Asian Art Museum Welcomes Selection of Stealthily Unsettling Flash-animation Texts by Seoul-based Artist Collaborative Young-Hae Chang Heavy Industries.

Download a PDF copy of this Press Release: Young-Hae Chang Heavy Industries Presents: So You Made It. What Do You Know. Congratulations and Welcome! 

Ah (still), 2008, by Young-Hae Chang Heavy Industries. Adobe Flash animation. Courtesy of the artists.

San Francisco, June 14, 2017 — You settle into your seat and screens begin to flash, visual alarm bells blaring in all capital letters. Warnings? Distress signals? Mating calls? From July 7 to October 1, 2017, the Asian Art Museum of San Francisco invites visitors to decide for themselves with the video installation Young-Hae Chang Heavy Industries Presents: So You Made It. What Do You Know. Congratulations and Welcome!

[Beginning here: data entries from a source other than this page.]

/*
SPDX-License-Identifier: MPL-2.0
SPDX-FileCopyrightText: © 2023-2026 Bruce D'Arcus
*/

use std::fs;
use std::path::Path;

use indexmap::IndexMap;
use serde::Deserialize;
use serde_json::Value;

use crate::reference::Reference;
use crate::spec::Specification;

#[derive(Debug, thiserror::Error)]
pub enum LoadError {
    #[error("failed to read {path}: {source}")]
    Io {
        path: String,
        #[source]
        source: std::io::Error,
    },
    #[error("{0} parse error: {1}")]
    ParseError(String, String),
    #[error("reference at position {0} has no string id")]
    MissingId(usize),
    #[error("{0} is not a test specification: it sets none of style, lang, input, citations, bibliography or tests")]
    NotASpecification(String),
}

fn read(path: &Path) -> Result<Vec<u8>, LoadError> {
    fs::read(path).map_err(|source| LoadError::Io {
        path: path.display().to_string(),
        source,
    })
}

fn is_json(path: &Path) -> bool {
    path.extension().and_then(|e| e.to_str()) == Some("json")
}

/// Load a test specification from a YAML or JSON file.
///
/// Relative style paths in the file are resolved against the file's own
/// directory.
pub fn load_specification(path: &Path) -> Result<Specification, LoadError> {
    let bytes = read(path)?;

    let mut spec: Specification = if is_json(path) {
        // Check for syntax errors first
        let _: Value = serde_json::from_slice(&bytes)
            .map_err(|e| LoadError::ParseError("JSON".to_string(), e.to_string()))?;
        serde_json::from_slice(&bytes)
            .map_err(|e| LoadError::ParseError("JSON".to_string(), e.to_string()))?
    } else {
        let content = String::from_utf8_lossy(&bytes);
        let _: serde_yaml::Value = serde_yaml::from_str(&content)
            .map_err(|e| LoadError::ParseError("YAML".to_string(), e.to_string()))?;
        serde_yaml::from_str(&content)
            .map_err(|e| LoadError::ParseError("YAML".to_string(), e.to_string()))?
    };

    // Unknown keys are ignored, so any data file parses as an empty spec.
    if spec.is_empty() {
        return Err(LoadError::NotASpecification(path.display().to_string()));
    }

    if let Some(dir) = path.parent() {
        spec.rebase_styles(dir);
    }
    Ok(spec)
}

/// The shapes a reference file may take.
#[derive(Debug, Deserialize)]
#[serde(untagged)]
pub enum ReferenceDocument {
    List(Vec<Value>),
    Map(IndexMap<String, Value>),
}

/// Load references from a file given its path.
///
/// Accepts a CSL-JSON array, a YAML list, or a map keyed by reference id
/// (the key fills in a missing `id`). File order is preserved.
pub fn load_references(path: &Path) -> Result<Vec<Reference>, LoadError> {
    let bytes = read(path)?;

    let document: ReferenceDocument = if is_json(path) {
        let _: Value = serde_json::from_slice(&bytes)
            .map_err(|e| LoadError::ParseError("JSON".to_string(), e.to_string()))?;
        serde_json::from_slice(&bytes).map_err(|_| not_a_collection())?
    } else {
        let content = String::from_utf8_lossy(&bytes);
        let _: serde_yaml::Value = serde_yaml::from_str(&content)
            .map_err(|e| LoadError::ParseError("YAML".to_string(), e.to_string()))?;
        serde_yaml::from_str(&content).map_err(|_| not_a_collection())?
    };

    references_from_document(document)
}

fn not_a_collection() -> LoadError {
    LoadError::ParseError(
        "references".to_string(),
        "expected a list or a map of references".to_string(),
    )
}

/// Build references from an already parsed document.
pub fn references_from_document(document: ReferenceDocument) -> Result<Vec<Reference>, LoadError> {
    let mut references = Vec::new();

    match document {
        ReferenceDocument::List(items) => {
            for (index, item) in items.into_iter().enumerate() {
                let reference = Reference::from_value(item)
                    .filter(|r| r.id().is_some())
                    .ok_or(LoadError::MissingId(index))?;
                references.push(reference);
            }
        }
        ReferenceDocument::Map(map) => {
            for (index, (key, item)) in map.into_iter().enumerate() {
                let mut reference = Reference::from_value(item).ok_or_else(|| {
                    LoadError::ParseError(
                        "references".to_string(),
                        format!("entry '{}' is not an object", key),
                    )
                })?;
                if reference.id().is_none() {
                    if reference.fields().contains_key("id") {
                        return Err(LoadError::MissingId(index));
                    }
                    reference.set_id(key);
                }
                references.push(reference);
            }
        }
    }

    Ok(references)
}
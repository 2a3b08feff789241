/*
SPDX-License-Identifier: MPL-2.0
SPDX-FileCopyrightText: © 2023-2026 Bruce D'Arcus
*/

//! Declarative test specifications.
//!
//! A specification is a test case that may additionally hold a list of
//! nested `tests`. Nested cases inherit missing fields from the root, one
//! level deep:
//!
//! | field          | resolved value                     |
//! |----------------|------------------------------------|
//! | `style`        | case value, else root value        |
//! | `lang`         | case value, else root value        |
//! | `input`        | case value, else root value, else empty |
//! | `citations`    | case value, else root value        |
//! | `bibliography` | case value, else root value        |
//! | `name`         | case value only                    |
//!
//! Arrays are never merged: a case either brings its own list or takes the
//! root's list whole.

use serde::{Deserialize, Serialize};
use std::path::Path;

/// One test case as written in a specification file.
#[derive(Debug, Clone, Default, PartialEq, Deserialize, Serialize)]
pub struct TestCase {
    /// Label used when reporting this case.
    #[serde(default, skip_serializing_if = "Option::is_none")]
    pub name: Option<String>,
    /// Style file path, or inline style text.
    #[serde(default, skip_serializing_if = "Option::is_none")]
    pub style: Option<String>,
    #[serde(default, skip_serializing_if = "Option::is_none")]
    pub lang: Option<String>,
    /// Raw citation invocations, one per citation event.
    #[serde(default, skip_serializing_if = "Option::is_none")]
    pub input: Option<Vec<String>>,
    /// Expected citation output, one entry per invocation.
    #[serde(default, skip_serializing_if = "Option::is_none")]
    pub citations: Option<Vec<String>>,
    /// Expected bibliography entries, in order.
    #[serde(default, skip_serializing_if = "Option::is_none")]
    pub bibliography: Option<Vec<String>>,
}

/// A specification document: a root case plus optional nested cases.
#[derive(Debug, Clone, Default, PartialEq, Deserialize, Serialize)]
pub struct Specification {
    #[serde(flatten)]
    pub root: TestCase,
    #[serde(default, skip_serializing_if = "Option::is_none")]
    pub tests: Option<Vec<TestCase>>,
}

/// A test case with inheritance applied, ready to execute.
#[derive(Debug, Clone, PartialEq)]
pub struct ResolvedCase {
    pub name: Option<String>,
    pub style: Option<String>,
    pub lang: Option<String>,
    pub input: Vec<String>,
    pub citations: Option<Vec<String>>,
    pub bibliography: Option<Vec<String>>,
}

impl ResolvedCase {
    /// Whether the case declares any expected output at all.
    pub fn has_expectations(&self) -> bool {
        self.citations.is_some() || self.bibliography.is_some()
    }
}

fn inherit<T: Clone>(own: &Option<T>, root: &Option<T>) -> Option<T> {
    own.as_ref().or(root.as_ref()).cloned()
}

impl Specification {
    /// True when the document sets no field at all.
    pub fn is_empty(&self) -> bool {
        self.root == TestCase::default() && self.tests.is_none()
    }

    /// Flatten the specification into its executable cases, in document
    /// order. Without `tests`, the root itself is the only case.
    pub fn resolve(&self) -> Vec<ResolvedCase> {
        let root = &self.root;
        let cases = match &self.tests {
            Some(tests) => tests.as_slice(),
            None => std::slice::from_ref(root),
        };

        cases
            .iter()
            .map(|case| ResolvedCase {
                name: case.name.clone(),
                style: inherit(&case.style, &root.style),
                lang: inherit(&case.lang, &root.lang),
                input: inherit(&case.input, &root.input).unwrap_or_default(),
                citations: inherit(&case.citations, &root.citations),
                bibliography: inherit(&case.bibliography, &root.bibliography),
            })
            .collect()
    }

    /// Make relative style paths relative to `dir` instead of the working
    /// directory. Inline style text is left alone.
    pub fn rebase_styles(&mut self, dir: &Path) {
        rebase_style(&mut self.root, dir);
        for case in self.tests.iter_mut().flatten() {
            rebase_style(case, dir);
        }
    }
}

/// Inline styles are XML documents; everything else is a path.
pub fn is_inline_style(style: &str) -> bool {
    style.trim_start().starts_with('<')
}

fn rebase_style(case: &mut TestCase, dir: &Path) {
    if let Some(style) = case.style.as_mut() {
        if !is_inline_style(style) && Path::new(style.as_str()).is_relative() {
            *style = dir.join(style.as_str()).to_string_lossy().into_owned();
        }
    }
}
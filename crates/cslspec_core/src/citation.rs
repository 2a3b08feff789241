/*
SPDX-License-Identifier: MPL-2.0
SPDX-FileCopyrightText: © 2023-2026 Bruce D'Arcus
*/

//! Citation requests handed to the citation engine.

use serde::{Deserialize, Serialize};

use crate::locator::LocatorKind;

/// One citation event: the items of a single footnote or in-text citation,
/// in the order they were written.
pub type Cluster = Vec<CitationItem>;

/// A pinpoint within a cited work, e.g. page 103.
#[derive(Debug, Clone, PartialEq, Eq, Deserialize, Serialize)]
pub struct Locator {
    pub label: LocatorKind,
    #[serde(rename = "locator")]
    pub value: String,
}

/// A single reference to cite, optionally with a locator.
///
/// Serializes to the flat `{id, label?, locator?}` shape.
#[derive(Debug, Clone, PartialEq, Eq, Deserialize, Serialize)]
pub struct CitationItem {
    /// The reference ID (citekey).
    pub id: String,
    #[serde(flatten, skip_serializing_if = "Option::is_none")]
    pub locator: Option<Locator>,
}

impl CitationItem {
    /// Create an item without a locator.
    pub fn new(id: impl Into<String>) -> Self {
        Self {
            id: id.into(),
            locator: None,
        }
    }

    /// Create an item pinned to a location within the work.
    pub fn with_locator(
        id: impl Into<String>,
        label: LocatorKind,
        value: impl Into<String>,
    ) -> Self {
        Self {
            id: id.into(),
            locator: Some(Locator {
                label,
                value: value.into(),
            }),
        }
    }

    pub fn label(&self) -> Option<LocatorKind> {
        self.locator.as_ref().map(|l| l.label)
    }

    pub fn locator_value(&self) -> Option<&str> {
        self.locator.as_ref().map(|l| l.value.as_str())
    }
}
/*
SPDX-License-Identifier: MPL-2.0
SPDX-FileCopyrightText: © 2023-2026 Bruce D'Arcus
*/

//! Citation invocation parser.
//!
//! An invocation is a compact, human-written description of one citation
//! event. Items are separated by `;`, and each item is `id [kind locator]`:
//!
//! ```text
//! Book1 p. 103; Book2 chapter 2; Article § 10
//! ```
//!
//! The parse is lenient. Anything that does not fit the shape degrades to a
//! bare item carrying only the id; nothing here ever fails.

use crate::citation::{CitationItem, Cluster};
use crate::locator::LocatorKind;

/// Parse each raw invocation into a cluster, preserving input order.
pub fn parse_invocations<S: AsRef<str>>(inputs: &[S]) -> Vec<Cluster> {
    inputs
        .iter()
        .map(|input| parse_invocation(input.as_ref()))
        .collect()
}

/// Parse one invocation. The cluster always holds one item per `;`-separated
/// segment, empty segments included.
pub fn parse_invocation(input: &str) -> Cluster {
    input.split(';').map(parse_item).collect()
}

fn parse_item(segment: &str) -> CitationItem {
    let mut tokens = segment.split_whitespace();
    let id = tokens.next().unwrap_or_default();

    // The kind and the locator are only attached as a pair.
    match (tokens.next().and_then(LocatorKind::from_token), tokens.next()) {
        (Some(label), Some(value)) => CitationItem::with_locator(id, label, value),
        _ => CitationItem::new(id),
    }
}
/*
SPDX-License-Identifier: MPL-2.0
SPDX-FileCopyrightText: © 2023-2026 Bruce D'Arcus
*/

#![allow(dead_code)]

use std::cell::RefCell;
use std::collections::HashMap;
use std::rc::Rc;

use cslspec_core::{CitationItem, Reference, Specification, TestCase};
use cslspec_runner::{CitationEngine, EngineError};

/// Everything a fake engine was asked to do, across all instances.
#[derive(Debug, Clone, PartialEq)]
pub enum Call {
    Create,
    LoadStyle { style: String, lang: String },
    Register(Vec<String>),
    Cite(Vec<String>),
    Citations,
    Bibliography,
}

pub type CallLog = Rc<RefCell<Vec<Call>>>;

/// Canned behaviour shared by every engine a factory creates.
#[derive(Debug, Clone, Default)]
pub struct Script {
    /// Styles that do not exist.
    pub missing_styles: Vec<String>,
    /// Returned from `citations()` instead of the rendered history.
    pub citations: Option<Vec<String>>,
    /// Returned from `bibliography()` instead of the rendered entries.
    pub bibliography: Option<Vec<String>>,
    /// Ids whose citation makes the engine fail outright.
    pub explode_on: Option<String>,
}

/// An in-memory engine. A cluster renders as its ids (with locators)
/// joined by "; " and closed with "."; the bibliography lists the titles of
/// cited references in first-cited order.
pub struct FakeEngine {
    log: CallLog,
    script: Script,
    registered: HashMap<String, Reference>,
    history: Vec<String>,
    cited: Vec<String>,
}

impl FakeEngine {
    pub fn new(log: CallLog, script: Script) -> Self {
        log.borrow_mut().push(Call::Create);
        Self {
            log,
            script,
            registered: HashMap::new(),
            history: Vec::new(),
            cited: Vec::new(),
        }
    }
}

fn render(items: &[CitationItem]) -> String {
    let parts: Vec<String> = items
        .iter()
        .map(|item| match item.locator_value() {
            Some(locator) => format!("{} {}", item.id, locator),
            None => item.id.clone(),
        })
        .collect();
    format!("{}.", parts.join("; "))
}

impl CitationEngine for FakeEngine {
    fn load_style(&mut self, style: &str, lang: &str) -> Result<(), EngineError> {
        self.log.borrow_mut().push(Call::LoadStyle {
            style: style.to_string(),
            lang: lang.to_string(),
        });
        if self.script.missing_styles.iter().any(|s| s == style) {
            return Err(EngineError::StyleNotFound(format!("{}: no such file", style)));
        }
        Ok(())
    }

    fn register_items(&mut self, items: &[Reference]) -> Result<(), EngineError> {
        let ids: Vec<String> = items
            .iter()
            .filter_map(|r| r.id().map(str::to_string))
            .collect();
        for item in items {
            if let Some(id) = item.id() {
                self.registered.insert(id.to_string(), item.clone());
            }
        }
        self.log.borrow_mut().push(Call::Register(ids));
        Ok(())
    }

    fn cite(&mut self, items: &[CitationItem]) -> Result<(), EngineError> {
        let ids: Vec<String> = items.iter().map(|item| item.id.clone()).collect();
        self.log.borrow_mut().push(Call::Cite(ids.clone()));

        if let Some(id) = ids.iter().find(|id| !self.registered.contains_key(*id)) {
            return Err(EngineError::UnregisteredItem(id.clone()));
        }
        if ids.iter().any(|id| Some(id) == self.script.explode_on.as_ref()) {
            return Err(EngineError::Failure("engine crashed".to_string()));
        }
        for id in ids {
            if !self.cited.contains(&id) {
                self.cited.push(id);
            }
        }
        self.history.push(render(items));
        Ok(())
    }

    fn citations(&mut self) -> Result<Vec<String>, EngineError> {
        self.log.borrow_mut().push(Call::Citations);
        Ok(self
            .script
            .citations
            .clone()
            .unwrap_or_else(|| self.history.clone()))
    }

    fn bibliography(&mut self) -> Result<Vec<String>, EngineError> {
        self.log.borrow_mut().push(Call::Bibliography);
        if let Some(entries) = &self.script.bibliography {
            return Ok(entries.clone());
        }
        Ok(self
            .cited
            .iter()
            .map(|id| {
                self.registered[id]
                    .fields()
                    .get("title")
                    .and_then(|t| t.as_str())
                    .unwrap_or(id)
                    .to_string()
            })
            .collect())
    }
}

/// A factory closure producing fake engines that share one call log.
pub fn factory(
    log: &CallLog,
    script: Script,
) -> impl Fn() -> Result<FakeEngine, EngineError> {
    let log = log.clone();
    move || Ok(FakeEngine::new(log.clone(), script.clone()))
}

pub fn new_log() -> CallLog {
    Rc::new(RefCell::new(Vec::new()))
}

pub fn cite_calls(log: &CallLog) -> Vec<Vec<String>> {
    log.borrow()
        .iter()
        .filter_map(|call| match call {
            Call::Cite(ids) => Some(ids.clone()),
            _ => None,
        })
        .collect()
}

pub fn count(log: &CallLog, wanted: &Call) -> usize {
    log.borrow().iter().filter(|call| *call == wanted).count()
}

pub fn strings(items: &[&str]) -> Vec<String> {
    items.iter().map(|s| s.to_string()).collect()
}

/// Create a reference for a book.
pub fn make_book(id: &str, family: &str, year: i32, title: &str) -> Reference {
    Reference::from_value(serde_json::json!({
        "id": id,
        "type": "book",
        "author": [{"family": family}],
        "title": title,
        "issued": {"date-parts": [[year]]}
    }))
    .expect("reference is an object")
}

pub fn references() -> Vec<Reference> {
    vec![
        make_book("Book1", "Smith", 2024, "Book1"),
        make_book("Book2", "Smith", 2024, "Book2"),
        make_book("Article1", "Doe", 1990, "Article1"),
    ]
}

/// A single-case specification with a style and the given input.
pub fn spec_with(input: &[&str], citations: Option<&[&str]>, bibliography: Option<&[&str]>) -> Specification {
    Specification {
        root: TestCase {
            style: Some("minimal.csl".to_string()),
            input: Some(strings(input)),
            citations: citations.map(strings),
            bibliography: bibliography.map(strings),
            ..Default::default()
        },
        tests: None,
    }
}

Founded in 1998 and working out of Seoul, Korea,Young-Hae Chang Heavy Industries (YHCHI) is a collaboration between CEO Young-Hae Chang (born in Korea) and CIO Marc Voge (born in the United States). YHCHI is best known for its internet-based Flash-animation texts — monologues in the stealthy guise of dialogues — set to original jazz-infused compositions. So You Made It is an hour-long presentation of seven of YHCHI’s recent works that straddle the intersection of art and what’s been called “electronic literature.”

The exhibition includes the world premiere of So You Made It. What Do You Know. Congratulations and Welcome! (2016), along with the North American premiers of several other works, including Please Mistake Me for Nobody (2017) and Bust Down the Door! (2004/2016). The animations will be played in a continuous loop beginning on the hour in the Asian Art Museum’s first-floor Osher Gallery. Tickets to the summer special exhibition, Flower Power, will also allow visitors access to this gallery.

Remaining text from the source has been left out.